─── Supplied entries
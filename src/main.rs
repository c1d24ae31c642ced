//! CLI entry point for listmail.

use clap::{Args, Parser, Subcommand};
use lettre::message::Mailbox;
use listmail::{
    start_server, AddressSource, BatchSize, BroadcastConfig, Draft, DryRun, Error, RelayConfig,
    SendReport, ServerOptions, SmtpRelay, TlsMode, Transport,
};
use std::path::PathBuf;
use std::sync::Arc;
use tracing::info;
use tracing_subscriber::EnvFilter;

#[derive(Parser, Debug)]
#[command(name = "listmail")]
#[command(about = "Broadcast an email, blind-copied in batches, to a CSV mailing list")]
struct Cli {
    #[command(subcommand)]
    command: Command,

    #[command(flatten)]
    broadcast: BroadcastArgs,

    #[command(flatten)]
    relay: RelayArgs,
}

#[derive(Subcommand, Debug)]
enum Command {
    /// Serve the compose form over HTTP
    Serve {
        /// Interface to listen on
        #[arg(long, env = "LISTMAIL_HOST", default_value = "127.0.0.1")]
        host: String,

        /// HTTP port to listen on
        #[arg(short = 'p', long, env = "LISTMAIL_PORT", default_value = "8080")]
        port: u16,

        /// Largest accepted request body in bytes, attachments included
        #[arg(long, env = "LISTMAIL_MAX_UPLOAD", default_value_t = listmail::DEFAULT_MAX_UPLOAD)]
        max_upload: usize,
    },
    /// Send one message from the command line and exit
    Send(SendArgs),
}

#[derive(Args, Debug)]
struct SendArgs {
    /// Subject line; a Markdown body's leading heading is used when omitted
    #[arg(short = 's', long)]
    subject: Option<String>,

    /// File holding the message body: plain text, or Markdown when it ends
    /// in `.md` or `--markdown` is given
    #[arg(short = 'b', long)]
    body_file: PathBuf,

    /// Render the body file as Markdown whatever its extension
    #[arg(long)]
    markdown: bool,

    /// File to attach (repeatable)
    #[arg(short = 'a', long = "attach")]
    attachments: Vec<PathBuf>,
}

impl SendArgs {
    fn is_markdown(&self) -> bool {
        self.markdown
            || self
                .body_file
                .extension()
                .is_some_and(|ext| ext.eq_ignore_ascii_case("md") || ext.eq_ignore_ascii_case("markdown"))
    }

    /// Subject and HTML body from the body file.
    async fn content(&self) -> std::io::Result<(String, String)> {
        let raw = tokio::fs::read_to_string(&self.body_file).await?;
        if self.is_markdown() {
            let rendered = listmail::markdown::render(&raw);
            let subject = self.subject.clone().or(rendered.subject).ok_or_else(|| {
                Error::Config(format!(
                    "{} does not start with a heading, pass --subject",
                    self.body_file.display()
                ))
            })?;
            return Ok((subject, rendered.html));
        }
        let subject = self
            .subject
            .clone()
            .ok_or_else(|| Error::Config("--subject is required for a plain-text body".to_string()))?;
        Ok((subject, listmail::body::prepare(&raw)))
    }

    /// Compose a draft from the body file and stage every attachment.
    async fn draft(&self) -> std::io::Result<Draft> {
        let (subject, html) = self.content().await?;
        let mut draft = Draft::open()?;
        draft.compose_html(subject, html)?;
        for path in &self.attachments {
            let name = path
                .file_name()
                .map_or_else(|| path.display().to_string(), |n| n.to_string_lossy().into_owned());
            let file = tokio::fs::File::open(path).await?;
            draft.attach(&name, file).await?;
        }
        Ok(draft)
    }

    async fn send(
        &self,
        broadcast: &BroadcastConfig,
        transport: Arc<dyn Transport>,
    ) -> std::io::Result<SendReport> {
        let draft = self.draft().await?;
        let dispatcher = broadcast.dispatcher(transport)?;
        Ok(dispatcher.broadcast(draft, &broadcast.source).await?)
    }
}

#[derive(Args, Debug)]
struct BroadcastArgs {
    /// CSV file with one member per row and a header line
    #[arg(short = 'l', long, env = "LISTMAIL_LIST", default_value = "liste.csv", global = true)]
    list: PathBuf,

    /// Zero-based CSV column holding the email address
    #[arg(long, env = "LISTMAIL_COLUMN", default_value_t = listmail::address::DEFAULT_EMAIL_COLUMN, global = true)]
    column: usize,

    /// Recipients per message
    #[arg(long, env = "LISTMAIL_BATCH_SIZE", default_value_t = BatchSize::DEFAULT, global = true)]
    batch_size: BatchSize,

    /// Send to the debug addresses instead of the CSV list
    #[arg(long, env = "LISTMAIL_DEBUG", global = true)]
    debug: bool,

    /// Recipient used in debug mode (repeatable)
    #[arg(long = "debug-address", env = "LISTMAIL_DEBUG_ADDRESSES", value_delimiter = ',', global = true)]
    debug_addresses: Vec<String>,

    /// Log messages instead of handing them to the relay
    #[arg(long, env = "LISTMAIL_DRY_RUN", global = true)]
    dry_run: bool,

    /// Sender address
    #[arg(long, env = "LISTMAIL_FROM", default_value = "", global = true)]
    from: String,
}

#[derive(Args, Debug)]
struct RelayArgs {
    /// SMTP relay host
    #[arg(long, env = "LISTMAIL_SMTP_HOST", default_value = "", global = true)]
    smtp_host: String,

    /// SMTP relay port
    #[arg(long, env = "LISTMAIL_SMTP_PORT", default_value = "465", global = true)]
    smtp_port: u16,

    /// implicit, starttls or none
    #[arg(long, env = "LISTMAIL_SMTP_TLS", default_value_t = TlsMode::Implicit, global = true)]
    smtp_tls: TlsMode,

    /// SMTP username (defaults to the sender address)
    #[arg(long, env = "LISTMAIL_SMTP_USER", global = true)]
    smtp_user: Option<String>,

    /// SMTP password
    #[arg(long, env = "LISTMAIL_SMTP_PASSWORD", hide_env_values = true, global = true)]
    smtp_password: Option<String>,
}

impl Cli {
    fn broadcast_config(&self) -> std::io::Result<BroadcastConfig> {
        let args = &self.broadcast;
        if args.from.is_empty() {
            return Err(listmail::Error::Config("--from is required".to_string()).into());
        }
        let source = if args.debug {
            if args.debug_addresses.is_empty() {
                return Err(listmail::Error::Config(
                    "--debug needs at least one --debug-address".to_string(),
                )
                .into());
            }
            AddressSource::Static(args.debug_addresses.clone())
        } else {
            AddressSource::Csv {
                path: args.list.clone(),
                column: args.column,
            }
        };
        Ok(BroadcastConfig {
            sender: args.from.clone(),
            batch_size: args.batch_size,
            source,
        })
    }

    fn relay_config(&self) -> std::io::Result<RelayConfig> {
        let username = match &self.relay.smtp_user {
            Some(user) => user.clone(),
            None => sender_login(&self.broadcast.from)?,
        };
        Ok(RelayConfig {
            host: self.relay.smtp_host.clone(),
            port: self.relay.smtp_port,
            tls: self.relay.smtp_tls,
            username: Some(username),
            password: self.relay.smtp_password.clone(),
        })
    }

    fn transport(&self) -> std::io::Result<Arc<dyn Transport>> {
        if self.broadcast.dry_run {
            info!("Dry run: nothing will be sent");
            return Ok(Arc::new(DryRun));
        }
        Ok(Arc::new(SmtpRelay::new(&self.relay_config()?)?))
    }
}

/// Bare address of `--from`, used as the relay login when none is given.
fn sender_login(from: &str) -> listmail::Result<String> {
    let mailbox: Mailbox = from
        .parse()
        .map_err(|e| Error::Config(format!("invalid sender {from:?}: {e}")))?;
    Ok(mailbox.email.to_string())
}

#[tokio::main]
async fn main() -> std::io::Result<()> {
    tracing_subscriber::fmt()
        .with_env_filter(EnvFilter::from_default_env())
        .init();

    let cli = Cli::parse();
    let broadcast = cli.broadcast_config()?;
    let transport = cli.transport()?;

    match cli.command {
        Command::Serve {
            host,
            port,
            max_upload,
        } => {
            let opts = ServerOptions {
                host,
                http_port: Some(port),
                max_upload: Some(max_upload),
                broadcast,
            };
            let server = start_server(opts, transport).await?;

            // Wait for Ctrl+C
            tokio::signal::ctrl_c().await?;
            server.stop().await;
        }
        Command::Send(args) => {
            let report = args.send(&broadcast, transport).await?;
            info!(
                "Sent to {} recipients in {} batches",
                report.recipients, report.batches
            );
        }
    }

    Ok(())
}
//! Turning user-entered plain text into an HTML mail body.

/// Escape HTML-significant characters and turn each newline into `<br>` plus
/// a newline, so paragraphs survive in HTML mail clients.
///
/// CRLF line endings (as submitted by browser textareas) count as one newline.
#[must_use]
pub fn prepare(raw: &str) -> String {
    let mut out = String::with_capacity(raw.len() + raw.len() / 8);
    let mut chars = raw.chars().peekable();
    while let Some(c) = chars.next() {
        match c {
            '&' => out.push_str("&amp;"),
            '<' => out.push_str("&lt;"),
            '>' => out.push_str("&gt;"),
            '"' => out.push_str("&quot;"),
            '\'' => out.push_str("&#39;"),
            '\r' if chars.peek() == Some(&'\n') => {}
            '\n' => out.push_str("<br>\n"),
            c => out.push(c),
        }
    }
    out
}

#[cfg(test)]
mod tests {
    use super::prepare;

    #[test]
    fn escapes_markup() {
        assert_eq!(
            prepare(r#"<b>"Tom" & 'Jerry'</b>"#),
            "&lt;b&gt;&quot;Tom&quot; &amp; &#39;Jerry&#39;&lt;/b&gt;"
        );
    }

    #[test]
    fn newlines_become_line_breaks() {
        assert_eq!(prepare("a\n\nb\n"), "a<br>\n<br>\nb<br>\n");
        assert_eq!(prepare("a\r\nb"), "a<br>\nb");
    }

    #[test]
    fn plain_text_only_changes_at_newlines() {
        let raw = "Bonjour à tous,\nRéunion jeudi 18h.\nAmitiés";
        assert_eq!(prepare(raw).replace("<br>\n", "\n"), raw);
    }

    #[test]
    fn no_raw_markup_survives() {
        let out = prepare("<script>alert(1)</script> & \"x\" 'y' > <");
        assert!(!out.contains(['<', '>', '"', '\'']));
        assert_eq!(prepare(""), "");
    }
}
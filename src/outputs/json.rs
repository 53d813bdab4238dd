//! Work-item acknowledgements as JSON.
//!
//! After a run, `work_items.json` lists every item in intake order with either
//! `"status": "done"` and its record count, or `"status": "failed"` with a
//! code and message.

use crate::models::WorkItemOutcome;
use std::error::Error;
use std::path::Path;
use tokio::fs;
use tracing::{info, instrument};

pub const LEDGER_FILE: &str = "work_items.json";

/// Write the outcomes of a run to `<output_dir>/work_items.json`.
#[instrument(level = "info", skip_all, fields(output_dir = %output_dir.display()))]
pub async fn write_outcomes(
    outcomes: &[WorkItemOutcome],
    output_dir: &Path,
) -> Result<(), Box<dyn Error>> {
    let json = serde_json::to_string_pretty(outcomes)?;
    let path = output_dir.join(LEDGER_FILE);
    fs::write(&path, json).await?;
    info!(path = %path.display(), items = outcomes.len(), "Wrote work-item ledger");
    Ok(())
}

#[cfg(test)]
mod tests {
    use super::*;
    use crate::errors::ErrorCode;
    use crate::models::OutcomeStatus;

    #[tokio::test]
    async fn test_write_outcomes() {
        let dir = tempfile::tempdir().unwrap();
        let outcomes = vec![
            WorkItemOutcome {
                item: 0,
                topic: Some("automation".into()),
                status: OutcomeStatus::Done { records: 4, pages: 2 },
            },
            WorkItemOutcome {
                item: 1,
                topic: Some("tacos".into()),
                status: OutcomeStatus::Failed {
                    code: ErrorCode::InvalidCategory,
                    message: "category \"Unknown\" is not one of the accepted categories".into(),
                },
            },
        ];

        write_outcomes(&outcomes, dir.path()).await.unwrap();

        let raw = std::fs::read_to_string(dir.path().join(LEDGER_FILE)).unwrap();
        let parsed: serde_json::Value = serde_json::from_str(&raw).unwrap();
        assert_eq!(parsed[0]["status"], "done");
        assert_eq!(parsed[0]["records"], 4);
        assert_eq!(parsed[1]["code"], "INVALID_CATEGORY");
        assert_eq!(parsed[1]["item"], 1);
    }
}
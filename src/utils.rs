//! Utility functions for log formatting and output directory handling.

use crate::outputs::json::LEDGER_FILE;
use crate::runner::{REPORT_FILE, SCREENSHOT_FILE};
use std::error::Error;
use std::fs as stdfs;
use std::io::ErrorKind;
use std::path::Path;
use tokio::fs;
use tracing::{debug, info, instrument};

/// Files a previous run may have left in the output directory.
const RUN_ARTIFACTS: [&str; 3] = [REPORT_FILE, LEDGER_FILE, SCREENSHOT_FILE];

/// Truncate a string for logging purposes.
///
/// Long strings are cut at `max` characters with an ellipsis and the number
/// of dropped bytes appended. Cuts always land on a character boundary.
///
/// # Examples
///
/// ```ignore
/// assert_eq!(truncate_for_log("short", 100), "short");
/// assert_eq!(truncate_for_log(&"a".repeat(500), 10), "aaaaaaaaaa…(+490 bytes)");
/// ```
pub fn truncate_for_log(s: &str, max: usize) -> String {
    match s.char_indices().nth(max) {
        None => s.to_string(),
        Some((cut, _)) => format!("{}…(+{} bytes)", &s[..cut], s.len() - cut),
    }
}

/// Clear a previous run's artifacts from `path`, make sure `images/` exists
/// and is empty, and check the directory is writable.
///
/// Only the report, the ledger, the error screenshot and `images/` are
/// removed; anything else in the directory is left alone. Runs once per
/// process start, never per work item.
///
/// # Errors
///
/// Returns an error if an old artifact cannot be removed, the directories
/// cannot be created, or a probe file cannot be written.
#[instrument(level = "info", skip_all, fields(path = %path.display()))]
pub async fn reset_output_dir(path: &Path) -> Result<(), Box<dyn Error>> {
    let mut removed = 0usize;
    for name in RUN_ARTIFACTS {
        match fs::remove_file(path.join(name)).await {
            Ok(()) => {
                debug!(file = name, "Removed previous artifact");
                removed += 1;
            }
            Err(e) if e.kind() == ErrorKind::NotFound => {}
            Err(e) => return Err(e.into()),
        }
    }
    let images = path.join("images");
    if fs::try_exists(&images).await? {
        fs::remove_dir_all(&images).await?;
        removed += 1;
    }
    if removed > 0 {
        info!(removed, "Removed previous output");
    }
    fs::create_dir_all(&images).await?;

    // Try a small sync write using std fs (simpler error surface)
    let probe_path = path.join("..__probe_write__");
    stdfs::File::create(&probe_path)?;
    let _ = stdfs::remove_file(&probe_path);
    info!("Output directory is ready");
    Ok(())
}
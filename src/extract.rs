//! Result-card parsing.
//!
//! A card's rendered text looks like:
//!
//! ```text
//! Jun 5, 2024
//! Automation saves $1,200 for firms
//! Teaser paragraph...
//! ```
//!
//! The date token can appear anywhere in the text. The title is always taken
//! from the second line, which breaks if the site reorders the card layout.

use crate::models::NewsRecord;
use chrono::{Month, NaiveDate};
use once_cell::sync::Lazy;
use regex::{Captures, Regex};
use thiserror::Error;

static DATE_TOKEN: Lazy<Regex> =
    Lazy::new(|| Regex::new(r"(\w+) (\d{1,2}), (\d{4})").expect("date pattern compiles"));

static MONEY: Lazy<Regex> = Lazy::new(|| {
    Regex::new(r"\$\d+(?:,\d{3})*(?:\.\d{1,2})?|\d+ dollars|\d+ USD").expect("money pattern compiles")
});

#[derive(Debug, Clone, PartialEq, Eq, Error)]
pub enum ExtractError {
    /// A date-shaped token was found but is not a real calendar date.
    #[error("unparseable publication date {token:?}: {reason}")]
    MalformedDate { token: String, reason: String },
}

/// Extract a dated record from a card.
///
/// Returns `Ok(None)` when the card has no date token at all (ads, promo
/// tiles), and [`ExtractError::MalformedDate`] when it has one that does not
/// parse. Month names may be full (`June`) or abbreviated (`Jun`).
pub fn extract(card_text: &str, phrase: &str) -> Result<Option<NewsRecord>, ExtractError> {
    let Some(caps) = DATE_TOKEN.captures(card_text) else {
        return Ok(None);
    };
    let published = parse_date(&caps)?;

    let mut record = undated(card_text, phrase);
    record.published = Some(published);
    Ok(Some(record))
}

/// Build a record for a card without a date.
pub fn undated(card_text: &str, phrase: &str) -> NewsRecord {
    let title = card_text.lines().nth(1).unwrap_or_default().trim().to_string();
    NewsRecord {
        phrase_count: count_phrase(&title, phrase),
        contains_money: mentions_money(&title),
        title,
        published: None,
        description: String::new(),
        image_path: None,
    }
}

/// Non-overlapping, case-insensitive occurrences of `phrase` in `title`.
pub fn count_phrase(title: &str, phrase: &str) -> usize {
    if phrase.is_empty() {
        return 0;
    }
    title
        .to_lowercase()
        .matches(phrase.to_lowercase().as_str())
        .count()
}

/// `$1,200.50`, `$40`, `15 dollars` or `300 USD`.
pub fn mentions_money(title: &str) -> bool {
    MONEY.is_match(title)
}

fn parse_date(caps: &Captures<'_>) -> Result<NaiveDate, ExtractError> {
    let malformed = |reason: &str| ExtractError::MalformedDate {
        token: caps[0].to_string(),
        reason: reason.to_string(),
    };

    let month = caps[1]
        .parse::<Month>()
        .map_err(|_| malformed("unknown month name"))?;
    let day: u32 = caps[2].parse().map_err(|_| malformed("bad day"))?;
    let year: i32 = caps[3].parse().map_err(|_| malformed("bad year"))?;

    NaiveDate::from_ymd_opt(year, month.number_from_month(), day)
        .ok_or_else(|| malformed("day out of range for month"))
}

#[cfg(test)]
mod tests {
    use super::*;

    fn date(y: i32, m: u32, d: u32) -> NaiveDate {
        NaiveDate::from_ymd_opt(y, m, d).unwrap()
    }

    #[test]
    fn test_dated_card() {
        let text = "Jun 5, 2024\nAutomation saves $1,200 for firms\nlorem";
        let record = extract(text, "automation").unwrap().unwrap();
        assert_eq!(record.title, "Automation saves $1,200 for firms");
        assert_eq!(record.published, Some(date(2024, 6, 5)));
        assert_eq!(record.phrase_count, 1);
        assert!(record.contains_money);
        assert_eq!(record.description, "");
        assert_eq!(record.image_path, None);
    }

    #[test]
    fn test_full_month_name_and_date_mid_text() {
        let text = "BUSINESS\nMarkets rally again\nUpdated September 12, 2023 at 4 PM";
        let record = extract(text, "markets").unwrap().unwrap();
        assert_eq!(record.published, Some(date(2023, 9, 12)));
        assert_eq!(record.title, "Markets rally again");
    }

    #[test]
    fn test_card_without_date_is_absent() {
        assert_eq!(extract("Sponsored\nBuy our thing\n", "thing"), Ok(None));
        assert_eq!(extract("", "thing"), Ok(None));
    }

    #[test]
    fn test_malformed_date_is_distinct_error() {
        let err = extract("Smarch 5, 2024\nTitle", "title").unwrap_err();
        let ExtractError::MalformedDate { token, .. } = err;
        assert_eq!(token, "Smarch 5, 2024");

        assert!(extract("Feb 30, 2024\nTitle", "title").is_err());
    }

    #[test]
    fn test_title_missing_second_line() {
        let record = extract("Jun 5, 2024", "anything").unwrap().unwrap();
        assert_eq!(record.title, "");
        assert_eq!(record.phrase_count, 0);
        assert!(!record.contains_money);
    }

    #[test]
    fn test_undated_record_keeps_title_rules() {
        let record = undated("Promo\nWin 500 dollars today", "win");
        assert_eq!(record.published, None);
        assert_eq!(record.title, "Win 500 dollars today");
        assert_eq!(record.phrase_count, 1);
        assert!(record.contains_money);
    }

    #[test]
    fn test_phrase_count_is_case_insensitive_and_non_overlapping() {
        let title = "AI beats ai; Ai wins";
        assert_eq!(count_phrase(title, "ai"), 3);
        assert_eq!(count_phrase(title, "AI"), count_phrase(title, "ai"));
        assert_eq!(count_phrase("aaaa", "aa"), 2);
        assert_eq!(count_phrase("anything", ""), 0);
    }

    #[test]
    fn test_money_patterns() {
        assert!(mentions_money("Costs $5"));
        assert!(mentions_money("Raised $11,300,000 in seed"));
        assert!(mentions_money("Only $9.99 now"));
        assert!(mentions_money("Fined 300 dollars"));
        assert!(mentions_money("Paid 40 USD"));
        assert!(!mentions_money("Fined 300 Dollars"));
        assert!(!mentions_money("Paid 40 usd"));
        assert!(!mentions_money("No money here"));
        assert!(!mentions_money("$ alone"));
    }

    #[test]
    fn test_extract_is_deterministic() {
        let text = "May 1, 2024\nRust 2024 ships\nbody";
        assert_eq!(extract(text, "rust"), extract(text, "rust"));
    }
}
──────
▸ **Try it**
In the entries above, find the line holding "#[arg(short = 'p', long, env" and the line holding "let rendered = listmail::markdown::render(&raw);", then retype exactly those two lines and every line between them, and nothing else.

▸ **Answer section**
        #[arg(short = 'p', long, env = "LISTMAIL_PORT", default_value = "8080")]
        port: u16,

        /// Largest accepted request body in bytes, attachments included
        #[arg(long, env = "LISTMAIL_MAX_UPLOAD", default_value_t = listmail::DEFAULT_MAX_UPLOAD)]
        max_upload: usize,
    },
    /// Send one message from the command line and exit
    Send(SendArgs),
}

#[derive(Args, Debug)]
struct SendArgs {
    /// Subject line; a Markdown body's leading heading is used when omitted
    #[arg(short = 's', long)]
    subject: Option<String>,

    /// File holding the message body: plain text, or Markdown when it ends
    /// in `.md` or `--markdown` is given
    #[arg(short = 'b', long)]
    body_file: PathBuf,

    /// Render the body file as Markdown whatever its extension
    #[arg(long)]
    markdown: bool,

    /// File to attach (repeatable)
    #[arg(short = 'a', long = "attach")]
    attachments: Vec<PathBuf>,
}

impl SendArgs {
    fn is_markdown(&self) -> bool {
        self.markdown
            || self
                .body_file
                .extension()
                .is_some_and(|ext| ext.eq_ignore_ascii_case("md") || ext.eq_ignore_ascii_case("markdown"))
    }

    /// Subject and HTML body from the body file.
    async fn content(&self) -> std::io::Result<(String, String)> {
        let raw = tokio::fs::read_to_string(&self.body_file).await?;
        if self.is_markdown() {
            let rendered = listmail::markdown::render(&raw);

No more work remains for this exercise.